Task to carry out: Return each line exactly as written. Begin with the first line of the entries and end with the line that has "two places the".

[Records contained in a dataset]
*-*-*

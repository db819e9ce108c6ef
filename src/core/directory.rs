//! # User Directory
//!
//! Pure, synchronous transformations over a caller-owned list of user
//! records. Nothing in here holds state or performs I/O; every function
//! returns a fresh value and leaves its input untouched, which keeps the
//! reducer in `action.rs` trivially testable.
//!
//! Operations that can miss (status update, delete) report whether they
//! had any effect instead of silently succeeding, and the two places the
//! original product divided without a zero guard (`active_percent`,
//! average profile completion) are pinned to `0` on empty input.

use chrono::{DateTime, Duration, Utc};
use clap::ValueEnum;
use once_cell::sync::Lazy;
use regex::Regex;
use serde::{Deserialize, Serialize};
use std::collections::BTreeSet;
use std::fmt;

/// Dashboard role. Doubles as the `--role` CLI value and the config
/// `default_role` value.
#[derive(Debug, Clone, Copy, Default, PartialEq, Eq, ValueEnum, Serialize, Deserialize)]
#[serde(rename_all = "lowercase")]
pub enum Role {
    #[default]
    Student,
    Faculty,
    Outreach,
    Operations,
    Admin,
}

impl Role {
    pub const ALL: [Role; 5] = [
        Role::Student,
        Role::Faculty,
        Role::Outreach,
        Role::Operations,
        Role::Admin,
    ];

    pub fn label(&self) -> &'static str {
        match self {
            Role::Student => "Student",
            Role::Faculty => "Faculty",
            Role::Outreach => "Outreach",
            Role::Operations => "Operations",
            Role::Admin => "Admin",
        }
    }

    /// Parse an external role string (env var `PLACEBOARD_ROLE`).
    pub fn parse(s: &str) -> Option<Role> {
        match s.to_ascii_lowercase().as_str() {
            "student" => Some(Role::Student),
            "faculty" => Some(Role::Faculty),
            "outreach" => Some(Role::Outreach),
            "operations" => Some(Role::Operations),
            "admin" => Some(Role::Admin),
            _ => None,
        }
    }
}

impl fmt::Display for Role {
    fn fmt(&self, f: &mut fmt::Formatter<'_>) -> fmt::Result {
        f.write_str(self.label())
    }
}

/// Account status of a directory user.
#[derive(Debug, Clone, Copy, PartialEq, Eq)]
pub enum UserStatus {
    Active,
    Inactive,
    Suspended,
    Pending,
}

impl UserStatus {
    pub const ALL: [UserStatus; 4] = [
        UserStatus::Active,
        UserStatus::Inactive,
        UserStatus::Suspended,
        UserStatus::Pending,
    ];

    pub fn label(&self) -> &'static str {
        match self {
            UserStatus::Active => "active",
            UserStatus::Inactive => "inactive",
            UserStatus::Suspended => "suspended",
            UserStatus::Pending => "pending",
        }
    }

    /// The next status in cycling order, used by the directory screen's
    /// status-cycle key.
    pub fn next(&self) -> UserStatus {
        match self {
            UserStatus::Active => UserStatus::Inactive,
            UserStatus::Inactive => UserStatus::Suspended,
            UserStatus::Suspended => UserStatus::Pending,
            UserStatus::Pending => UserStatus::Active,
        }
    }
}

impl fmt::Display for UserStatus {
    fn fmt(&self, f: &mut fmt::Formatter<'_>) -> fmt::Result {
        f.write_str(self.label())
    }
}

/// One user in the directory. Seeded from `data::seed_users`, replaced
/// wholesale by the update/delete operations below; never mutated in
/// place.
#[derive(Debug, Clone, PartialEq, Eq)]
pub struct UserRecord {
    pub id: u32,
    pub name: String,
    pub email: String,
    pub role: Role,
    pub department: String,
    pub status: UserStatus,
    pub last_login: DateTime<Utc>,
    pub join_date: DateTime<Utc>,
    /// Profile completion, 0–100.
    pub profile_completed: u8,
    pub permissions: BTreeSet<String>,
}

/// Filter a user list by search text and optional role/status.
///
/// The search is a case-insensitive substring match against name OR
/// email; an empty search matches everything. `None` for role or status
/// means "all". Order is preserved and the input is not touched.
pub fn filter_users(
    users: &[UserRecord],
    search: &str,
    role: Option<Role>,
    status: Option<UserStatus>,
) -> Vec<UserRecord> {
    let needle = search.to_lowercase();
    users
        .iter()
        .filter(|u| {
            let text_hit = needle.is_empty()
                || u.name.to_lowercase().contains(&needle)
                || u.email.to_lowercase().contains(&needle);
            let role_hit = role.is_none_or(|r| u.role == r);
            let status_hit = status.is_none_or(|s| u.status == s);
            text_hit && role_hit && status_hit
        })
        .cloned()
        .collect()
}

/// Return a copy of `users` with the status of the record matching `id`
/// replaced. The bool reports whether any record matched; a miss returns
/// an equal copy rather than an error.
pub fn update_user_status(
    users: &[UserRecord],
    id: u32,
    new_status: UserStatus,
) -> (Vec<UserRecord>, bool) {
    let mut changed = false;
    let updated = users
        .iter()
        .map(|u| {
            if u.id == id {
                changed = true;
                let mut u = u.clone();
                u.status = new_status;
                u
            } else {
                u.clone()
            }
        })
        .collect();
    (updated, changed)
}

/// Return a copy of `users` without the record matching `id`. The bool
/// reports whether a record was removed; a miss returns a full copy.
pub fn delete_user(users: &[UserRecord], id: u32) -> (Vec<UserRecord>, bool) {
    let before = users.len();
    let remaining: Vec<UserRecord> = users.iter().filter(|u| u.id != id).cloned().collect();
    let removed = remaining.len() < before;
    (remaining, removed)
}

/// Fixed-key counts by status.
#[derive(Debug, Clone, Copy, Default, PartialEq, Eq)]
pub struct StatusCounts {
    pub active: usize,
    pub inactive: usize,
    pub suspended: usize,
    pub pending: usize,
}

/// Fixed-key counts over the five roles.
#[derive(Debug, Clone, Copy, Default, PartialEq, Eq)]
pub struct RoleCounts {
    pub student: usize,
    pub faculty: usize,
    pub outreach: usize,
    pub operations: usize,
    pub admin: usize,
}

impl RoleCounts {
    pub fn get(&self, role: Role) -> usize {
        match role {
            Role::Student => self.student,
            Role::Faculty => self.faculty,
            Role::Outreach => self.outreach,
            Role::Operations => self.operations,
            Role::Admin => self.admin,
        }
    }

    pub fn sum(&self) -> usize {
        self.student + self.faculty + self.outreach + self.operations + self.admin
    }
}

/// Aggregate counts for the dashboard cards and the analytics page.
#[derive(Debug, Clone, Copy, Default, PartialEq, Eq)]
pub struct UserStats {
    pub total: usize,
    pub by_status: StatusCounts,
    pub by_role: RoleCounts,
}

impl UserStats {
    /// Active users as a whole percentage of the total. Defined as 0 for
    /// an empty directory.
    pub fn active_percent(&self) -> u8 {
        if self.total == 0 {
            0
        } else {
            (self.by_status.active * 100 / self.total) as u8
        }
    }
}

/// Recompute aggregate counts. `stats.total` always equals `users.len()`
/// and the role counts always sum back to the total.
pub fn get_user_stats(users: &[UserRecord]) -> UserStats {
    let mut stats = UserStats {
        total: users.len(),
        ..UserStats::default()
    };
    for u in users {
        match u.status {
            UserStatus::Active => stats.by_status.active += 1,
            UserStatus::Inactive => stats.by_status.inactive += 1,
            UserStatus::Suspended => stats.by_status.suspended += 1,
            UserStatus::Pending => stats.by_status.pending += 1,
        }
        match u.role {
            Role::Student => stats.by_role.student += 1,
            Role::Faculty => stats.by_role.faculty += 1,
            Role::Outreach => stats.by_role.outreach += 1,
            Role::Operations => stats.by_role.operations += 1,
            Role::Admin => stats.by_role.admin += 1,
        }
    }
    stats
}

/// An unsaved user as entered in the profile form.
#[derive(Debug, Clone, Default, PartialEq, Eq)]
pub struct UserDraft {
    pub name: String,
    pub email: String,
    pub role: Option<Role>,
    pub department: String,
}

/// Which field failed validation.
#[derive(Debug, Clone, Copy, PartialEq, Eq)]
pub enum FieldError {
    Name,
    Email,
    Role,
    Department,
}

impl FieldError {
    pub fn message(&self) -> &'static str {
        match self {
            FieldError::Name => "Name is required",
            FieldError::Email => "A valid email is required",
            FieldError::Role => "Role is required",
            FieldError::Department => "Department is required",
        }
    }
}

/// Outcome of validating a draft. Returned, never thrown; the caller
/// decides how to surface it.
#[derive(Debug, Clone, PartialEq, Eq)]
pub struct Validation {
    pub is_valid: bool,
    pub errors: Vec<FieldError>,
}

// Deliberately loose: something@something.something. The directory is
// mock data, not an RFC 5322 gate.
static EMAIL_RE: Lazy<Regex> = Lazy::new(|| {
    Regex::new(r"^[^\s@]+@[^\s@]+\.[^\s@]+$").unwrap_or_else(|e| panic!("email regex: {e}"))
});

/// Validate a draft: name, email (shape-checked), role and department
/// must all be present.
pub fn validate_user(draft: &UserDraft) -> Validation {
    let mut errors = Vec::new();
    if draft.name.trim().is_empty() {
        errors.push(FieldError::Name);
    }
    if draft.email.trim().is_empty() || !EMAIL_RE.is_match(draft.email.trim()) {
        errors.push(FieldError::Email);
    }
    if draft.role.is_none() {
        errors.push(FieldError::Role);
    }
    if draft.department.trim().is_empty() {
        errors.push(FieldError::Department);
    }
    Validation {
        is_valid: errors.is_empty(),
        errors,
    }
}

/// Point-in-time directory summary for the analytics page.
#[derive(Debug, Clone, PartialEq, Eq)]
pub struct UserReport {
    pub generated_at: DateTime<Utc>,
    pub total: usize,
    pub active: usize,
    pub by_role: RoleCounts,
    /// Users who joined within `window_days` before `generated_at`.
    pub recent_joins: usize,
    /// Mean profile completion, rounded to an integer. 0 for an empty
    /// directory.
    pub avg_profile_completed: u8,
}

/// Snapshot the directory. `now` is a parameter so the join window and
/// the timestamp are deterministic under test; `window_days` normally
/// comes from config (30 by default).
pub fn generate_user_report(
    users: &[UserRecord],
    now: DateTime<Utc>,
    window_days: i64,
) -> UserReport {
    let stats = get_user_stats(users);
    let window_start = now - Duration::days(window_days);
    let recent_joins = users.iter().filter(|u| u.join_date >= window_start).count();
    let avg_profile_completed = if users.is_empty() {
        0
    } else {
        let sum: u32 = users.iter().map(|u| u.profile_completed as u32).sum();
        ((sum as f64 / users.len() as f64).round()) as u8
    };
    UserReport {
        generated_at: now,
        total: stats.total,
        active: stats.by_status.active,
        by_role: stats.by_role,
        recent_joins,
        avg_profile_completed,
    }
}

*-*-*

Response to the exercise:
repository db819e9ce108c6ef
filename src/core/directory.rs
//! # User Directory
//!
//! Pure, synchronous transformations over a caller-owned list of user
//! records. Nothing in here holds state or performs I/O; every function
//! returns a fresh value and leaves its input untouched, which keeps the
//! reducer in `action.rs` trivially testable.
//!
//! Operations that can miss (status update, delete) report whether they
//! had any effect instead of silently succeeding, and the two places the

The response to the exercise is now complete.